Recorded data
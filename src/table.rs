use std::collections::BTreeMap;
use std::fs;
use std::mem::take;
use std::path::Path;

use anyhow::{bail, Context, Result};

/// Column names shared across pipeline stages.
pub mod columns {
    pub const MANUFACTURER_LABEL: &str = "manufacturerLabel";
    pub const SITELINK: &str = "sitelink";
    pub const NORMALIZED_DATE: &str = "normalized_date";
    pub const NORMALIZED_MANUFACTURER: &str = "normalized_manufacturer";
    pub const NORMALIZED_LENGTH: &str = "normalized_length";
    pub const NORMALIZED_SPEED: &str = "normalized_speed";
    pub const STANDARD_DISPLACEMENT: &str = "standard_displacement";
    pub const FULL_LOAD_DISPLACEMENT: &str = "full_load_displacement";
}

/// A tagged cell value. Absence of a field is represented by the field
/// not being in the record at all, which is distinct from `Text("")`.
#[derive(Debug, Clone, PartialEq)]
pub enum Value {
    Text(String),
    Int(i64),
    Float(f64),
}

impl Value {
    pub fn as_text(&self) -> Option<&str> {
        match self {
            Value::Text(s) => Some(s),
            _ => None,
        }
    }

    pub fn render(&self) -> String {
        match self {
            Value::Text(s) => s.clone(),
            Value::Int(n) => n.to_string(),
            Value::Float(f) => f.to_string(),
        }
    }
}

/// One ship. An open field map plus typed accessors for the normalized
/// columns the later stages depend on.
#[derive(Debug, Clone, Default, PartialEq)]
pub struct Record {
    fields: BTreeMap<String, Value>,
}

impl Record {
    pub fn new() -> Self {
        Record::default()
    }

    pub fn get(&self, name: &str) -> Option<&Value> {
        self.fields.get(name)
    }

    /// The field's text, only when it is string-typed.
    pub fn text(&self, name: &str) -> Option<&str> {
        self.fields.get(name).and_then(Value::as_text)
    }

    pub fn set(&mut self, name: &str, value: Value) {
        self.fields.insert(name.to_string(), value);
    }

    pub fn has(&self, name: &str) -> bool {
        self.fields.contains_key(name)
    }

    pub fn field_names(&self) -> impl Iterator<Item = &str> {
        self.fields.keys().map(String::as_str)
    }

    /// Normalized construction year. Int in-process; parsed from text after
    /// a table round-trip.
    pub fn year(&self) -> Option<i32> {
        match self.fields.get(columns::NORMALIZED_DATE)? {
            Value::Int(n) => Some(*n as i32),
            Value::Text(s) => s.trim().parse().ok(),
            Value::Float(_) => None,
        }
    }

    /// Normalized manufacturer, only when string-typed.
    pub fn manufacturer(&self) -> Option<&str> {
        self.text(columns::NORMALIZED_MANUFACTURER)
    }
}

/// Ordered columns + ordered rows. Row identity is table position, so
/// read/write must never permute rows.
#[derive(Debug, Clone, Default)]
pub struct Table {
    columns: Vec<String>,
    rows: Vec<Record>,
}

impl Table {
    pub fn new(columns: Vec<String>) -> Self {
        Table {
            columns,
            rows: Vec::new(),
        }
    }

    pub fn len(&self) -> usize {
        self.rows.len()
    }

    pub fn is_empty(&self) -> bool {
        self.rows.is_empty()
    }

    pub fn columns(&self) -> &[String] {
        &self.columns
    }

    pub fn rows(&self) -> &[Record] {
        &self.rows
    }

    pub fn push(&mut self, record: Record) {
        for name in record.field_names() {
            if !self.columns.iter().any(|c| c == name) {
                self.columns.push(name.to_string());
            }
        }
        self.rows.push(record);
    }

    /// Add the column if it is new; existing rows simply lack the field.
    pub fn ensure_column(&mut self, name: &str) {
        if !self.columns.iter().any(|c| c == name) {
            self.columns.push(name.to_string());
        }
    }

    /// Fatal structural check: later stages depend on columns an earlier
    /// stage should have produced.
    pub fn require_column(&self, name: &str) -> Result<()> {
        if !self.columns.iter().any(|c| c == name) {
            bail!(
                "table is missing required column {:?}; run the earlier pipeline stage first",
                name
            );
        }
        Ok(())
    }

    /// Set one cell, growing the column list if needed. `row` must be in
    /// range; the table never grows rows implicitly.
    pub fn set(&mut self, row: usize, column: &str, value: Value) {
        debug_assert!(row < self.rows.len(), "row {} out of range", row);
        self.ensure_column(column);
        self.rows[row].set(column, value);
    }

    /// Read a delimited table. `.tsv` means tab-separated, anything else
    /// comma-separated. First row is the header. Empty cells are absent
    /// fields; all populated cells come back as Text.
    pub fn read(path: &Path) -> Result<Table> {
        let text = fs::read_to_string(path)
            .with_context(|| format!("failed to read table {}", path.display()))?;
        let sep = delimiter_for(path);
        let mut raw = parse_rows(&text, sep);
        if raw.is_empty() {
            bail!("table {} has no header row", path.display());
        }
        let columns = raw.remove(0);
        let mut rows = Vec::with_capacity(raw.len());
        for cells in raw {
            let mut record = Record::new();
            for (name, cell) in columns.iter().zip(cells) {
                if !cell.is_empty() {
                    record.set(name, Value::Text(cell));
                }
            }
            rows.push(record);
        }
        Ok(Table { columns, rows })
    }

    pub fn write(&self, path: &Path) -> Result<()> {
        if let Some(dir) = path.parent() {
            if !dir.as_os_str().is_empty() {
                fs::create_dir_all(dir)?;
            }
        }
        let sep = delimiter_for(path);
        let mut out = String::new();
        write_row(&mut out, self.columns.iter().map(String::as_str), sep);
        for record in &self.rows {
            let cells: Vec<String> = self
                .columns
                .iter()
                .map(|c| record.get(c).map(Value::render).unwrap_or_default())
                .collect();
            write_row(&mut out, cells.iter().map(String::as_str), sep);
        }
        fs::write(path, out)
            .with_context(|| format!("failed to write table {}", path.display()))?;
        Ok(())
    }
}

fn delimiter_for(path: &Path) -> char {
    match path.extension().and_then(|e| e.to_str()) {
        Some("tsv") => '\t',
        _ => ',',
    }
}

/// Quote-aware delimited parser, CRLF tolerant.
fn parse_rows(text: &str, sep: char) -> Vec<Vec<String>> {
    let mut rows = Vec::new();
    let mut row: Vec<String> = Vec::new();
    let mut field = String::new();
    let mut in_quotes = false;
    let mut chars = text.chars().peekable();

    while let Some(ch) = chars.next() {
        match ch {
            '"' => {
                if in_quotes {
                    if chars.peek() == Some(&'"') {
                        chars.next();
                        field.push('"');
                    } else {
                        in_quotes = false;
                    }
                } else {
                    in_quotes = true;
                }
            }
            c if c == sep && !in_quotes => row.push(take(&mut field)),
            '\r' | '\n' if !in_quotes => {
                if ch == '\r' && chars.peek() == Some(&'\n') {
                    chars.next();
                }
                row.push(take(&mut field));
                // A lone empty cell is a blank line, not a row.
                if row.len() > 1 || !row[0].is_empty() {
                    rows.push(take(&mut row));
                } else {
                    row.clear();
                }
            }
            _ => field.push(ch),
        }
    }

    if !field.is_empty() || !row.is_empty() {
        row.push(field);
        rows.push(row);
    }

    rows
}

fn write_row<'a>(out: &mut String, cells: impl Iterator<Item = &'a str>, sep: char) {
    let mut first = true;
    for cell in cells {
        if !first {
            out.push(sep);
        }
        first = false;
        if cell.contains(sep) || cell.contains('"') || cell.contains('\n') || cell.contains('\r') {
            out.push('"');
            out.push_str(&cell.replace('"', "\"\""));
            out.push('"');
        } else {
            out.push_str(cell);
        }
    }
    out.push('\n');
}

// ── Tests ──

EXERCISE
Answer with a number alone: how many lines of the records contain the string "BTreeMap"?

EXERCISE SOLUTION
2